* About this task: Scan the entries that follow and copy out every line containing "ClaudeMessage".

* Records supplied:
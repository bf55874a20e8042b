//! AI text service integration
//!
//! The engine only needs `generate(prompt) -> text`. `TextGenerator` is that
//! contract; `ClaudeClient` implements it against the hosted messages API.
//! Failures here (missing key, transport, API errors) are surfaced to the
//! caller as `AiServiceError`. Interpreting the returned text is the plan
//! parser's job, not this module's.

use async_trait::async_trait;
use reqwest::Client;
use serde::{Deserialize, Serialize};
use thiserror::Error;
use tracing::{debug, warn};
use url::Url;

use crate::config::AiServiceConfig;

/// ---------------------------------------------------------------------------
/// Configuration
/// ---------------------------------------------------------------------------

const MESSAGES_PATH: &str = "v1/messages";
const API_VERSION: &str = "2023-06-01";

/// ---------------------------------------------------------------------------
/// Error Types
/// ---------------------------------------------------------------------------

#[derive(Error, Debug, Serialize)]
pub enum AiServiceError {
  #[error("API key not configured")]
  MissingApiKey,

  #[error("Request failed: {0}")]
  Request(String),

  #[error("Request timed out")]
  Timeout,

  #[error("API error: {0}")]
  Api(String),

  #[error("Invalid response from AI service: {0}")]
  InvalidResponse(String),
}

impl From<reqwest::Error> for AiServiceError {
  fn from(e: reqwest::Error) -> Self {
    if e.is_timeout() {
      AiServiceError::Timeout
    } else {
      AiServiceError::Request(e.to_string())
    }
  }
}

/// ---------------------------------------------------------------------------
/// Text Generation Contract
/// ---------------------------------------------------------------------------

/// An unreliable oracle: returns free-form text for a prompt.
#[async_trait]
pub trait TextGenerator: Send + Sync {
  async fn generate(&self, system_prompt: &str, prompt: &str) -> Result<String, AiServiceError>;
}

/// ---------------------------------------------------------------------------
/// Claude API Types
/// ---------------------------------------------------------------------------

#[derive(Debug, Serialize)]
struct ClaudeRequest<'a> {
  model: &'a str,
  max_tokens: u32,
  system: &'a str,
  messages: Vec<ClaudeMessage<'a>>,
}

#[derive(Debug, Serialize)]
struct ClaudeMessage<'a> {
  role: &'a str,
  content: &'a str,
}

#[derive(Debug, Deserialize)]
struct ClaudeResponse {
  content: Vec<ContentBlock>,
  #[allow(dead_code)]
  stop_reason: Option<String>,
  usage: Option<Usage>,
}

#[derive(Debug, Deserialize)]
struct ContentBlock {
  #[serde(rename = "type")]
  content_type: String,
  text: Option<String>,
}

#[derive(Debug, Deserialize)]
pub struct Usage {
  pub input_tokens: u32,
  pub output_tokens: u32,
}

#[derive(Debug, Deserialize)]
struct ClaudeErrorResponse {
  error: ClaudeErrorDetail,
}

#[derive(Debug, Deserialize)]
struct ClaudeErrorDetail {
  message: String,
}

/// ---------------------------------------------------------------------------
/// Claude Client
/// ---------------------------------------------------------------------------

pub struct ClaudeClient {
  client: Client,
  api_key: String,
  endpoint: Url,
  model: String,
  max_tokens: u32,
}

impl ClaudeClient {
  /// Build a client from injected configuration. Fails when no API key is set.
  pub fn new(config: &AiServiceConfig) -> Result<Self, AiServiceError> {
    let api_key = config
      .api_key
      .clone()
      .ok_or(AiServiceError::MissingApiKey)?;

    let endpoint = config
      .base_url
      .join(MESSAGES_PATH)
      .map_err(|e| AiServiceError::Request(format!("Invalid endpoint: {}", e)))?;

    let client = Client::builder()
      .timeout(config.timeout)
      .build()
      .map_err(|e| AiServiceError::Request(e.to_string()))?;

    Ok(Self {
      client,
      api_key,
      endpoint,
      model: config.model.clone(),
      max_tokens: config.max_tokens,
    })
  }

  /// Call Claude with a system prompt and user message
  pub async fn complete(
    &self,
    system_prompt: &str,
    user_message: &str,
  ) -> Result<(String, Option<Usage>), AiServiceError> {
    let request = ClaudeRequest {
      model: &self.model,
      max_tokens: self.max_tokens,
      system: system_prompt,
      messages: vec![ClaudeMessage {
        role: "user",
        content: user_message,
      }],
    };

    debug!(model = %self.model, prompt_chars = user_message.len(), "Sending AI request");

    let response = self
      .client
      .post(self.endpoint.clone())
      .header("x-api-key", &self.api_key)
      .header("anthropic-version", API_VERSION)
      .header("content-type", "application/json")
      .json(&request)
      .send()
      .await?;

    let status = response.status();
    let body = response.text().await?;

    if !status.is_success() {
      warn!(%status, "AI service returned an error");
      if let Ok(error_resp) = serde_json::from_str::<ClaudeErrorResponse>(&body) {
        return Err(AiServiceError::Api(error_resp.error.message));
      }
      return Err(AiServiceError::Api(format!("HTTP {}: {}", status, body)));
    }

    let claude_response: ClaudeResponse =
      serde_json::from_str(&body).map_err(|e| AiServiceError::InvalidResponse(e.to_string()))?;

    // Extract text from the first text content block
    let text = claude_response
      .content
      .iter()
      .find(|c| c.content_type == "text")
      .and_then(|c| c.text.clone())
      .ok_or_else(|| AiServiceError::InvalidResponse("No text content in response".to_string()))?;

    if let Some(usage) = &claude_response.usage {
      debug!(
        input_tokens = usage.input_tokens,
        output_tokens = usage.output_tokens,
        "AI request complete"
      );
    }

    Ok((text, claude_response.usage))
  }
}

#[async_trait]
impl TextGenerator for ClaudeClient {
  async fn generate(&self, system_prompt: &str, prompt: &str) -> Result<String, AiServiceError> {
    let (text, _usage) = self.complete(system_prompt, prompt).await?;
    Ok(text)
  }
}

/// ---------------------------------------------------------------------------
/// Tests
/// ---------------------------------------------------------------------------

#[cfg(test)]
mod tests {
  use super::*;
  use std::time::Duration;

  fn config_for(server: &mockito::Server, api_key: Option<&str>) -> AiServiceConfig {
    AiServiceConfig {
      api_key: api_key.map(str::to_string),
      base_url: Url::parse(&server.url()).unwrap(),
      timeout: Duration::from_secs(5),
      ..AiServiceConfig::default()
    }
  }

  #[tokio::test]
  async fn test_missing_api_key() {
    let server = mockito::Server::new_async().await;
    let result = ClaudeClient::new(&config_for(&server, None));
    assert!(matches!(result, Err(AiServiceError::MissingApiKey)));
  }

  #[tokio::test]
  async fn test_generate_returns_first_text_block() {
    let mut server = mockito::Server::new_async().await;
    let mock = server
      .mock("POST", "/v1/messages")
      .match_header("x-api-key", "sk-test")
      .match_header("anthropic-version", API_VERSION)
      .with_status(200)
      .with_header("content-type", "application/json")
      .with_body(
        r#"{"content": [{"type": "text", "text": "{\"weeklyMeals\": {}}"}],
            "model": "test", "stop_reason": "end_turn",
            "usage": {"input_tokens": 10, "output_tokens": 5}}"#,
      )
      .create_async()
      .await;

    let client = ClaudeClient::new(&config_for(&server, Some("sk-test"))).unwrap();
    let text = client.generate("system", "make a plan").await.unwrap();

    assert_eq!(text, r#"{"weeklyMeals": {}}"#);
    mock.assert_async().await;
  }

  #[tokio::test]
  async fn test_api_error_is_surfaced() {
    let mut server = mockito::Server::new_async().await;
    server
      .mock("POST", "/v1/messages")
      .with_status(401)
      .with_body(r#"{"type": "error", "error": {"type": "authentication_error", "message": "invalid x-api-key"}}"#)
      .create_async()
      .await;

    let client = ClaudeClient::new(&config_for(&server, Some("bad"))).unwrap();
    let err = client.generate("system", "prompt").await.unwrap_err();

    match err {
      AiServiceError::Api(message) => assert_eq!(message, "invalid x-api-key"),
      other => panic!("expected Api error, got {:?}", other),
    }
  }

  #[tokio::test]
  async fn test_response_without_text_block() {
    let mut server = mockito::Server::new_async().await;
    server
      .mock("POST", "/v1/messages")
      .with_status(200)
      .with_body(r#"{"content": [], "stop_reason": "end_turn"}"#)
      .create_async()
      .await;

    let client = ClaudeClient::new(&config_for(&server, Some("sk-test"))).unwrap();
    let err = client.generate("system", "prompt").await.unwrap_err();
    assert!(matches!(err, AiServiceError::InvalidResponse(_)));
  }
}
fn weekly_goal_text(
  profile: &UserProfile,
  daily_calories: f64,
  calculated: Option<MetabolicResult>,
  config: &MetabolicConfig,
) -> String {
  let goal = WeightGoal::from_profile(profile);
  let Some(result) = calculated else {
    return "Eat consistently and build balanced habits".to_string();
  };
  if goal == WeightGoal::Maintain {
    return format!("Maintain current weight at about {:.0} kcal per day", daily_calories);
  }
  match forecast(daily_calories, result.tdee, 0.0, config) {
    Ok(f) if f.weekly_delta_kg != 0.0 => {
      let verb = match f.direction {
        EnergyDirection::Surplus => "Gain",
        EnergyDirection::Deficit => "Lose",
      };
      format!("{} about {:.2} kg per week", verb, f.weekly_delta_kg.abs())
    }
    _ => format!("Maintain current weight at about {:.0} kcal per day", daily_calories),
  }
}

fn nutrition_recommendations(profile: &UserProfile, diet: Diet) -> Vec<String> {
  let mut recs = vec![
    "Drink at least 2 liters of water per day".to_string(),
    "Include a source of protein in every meal".to_string(),
    "Prefer whole grains and vegetables over refined carbohydrates".to_string(),
  ];
  match diet {
    Diet::Vegan => recs.push("Consider a vitamin B12 supplement".to_string()),
    Diet::Vegetarian => recs.push("Combine legumes and grains for complete protein".to_string()),
    Diet::Omnivore => {}
  }
  let allergies = profile.allergies();
  if !allergies.is_empty() {
    recs.push(format!(
      "Always check labels for: {}",
      allergies.join(", ")
    ));
  }
  recs
}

* Response for this exercise:
  messages: Vec<ClaudeMessage<'a>>,
struct ClaudeMessage<'a> {
      messages: vec![ClaudeMessage {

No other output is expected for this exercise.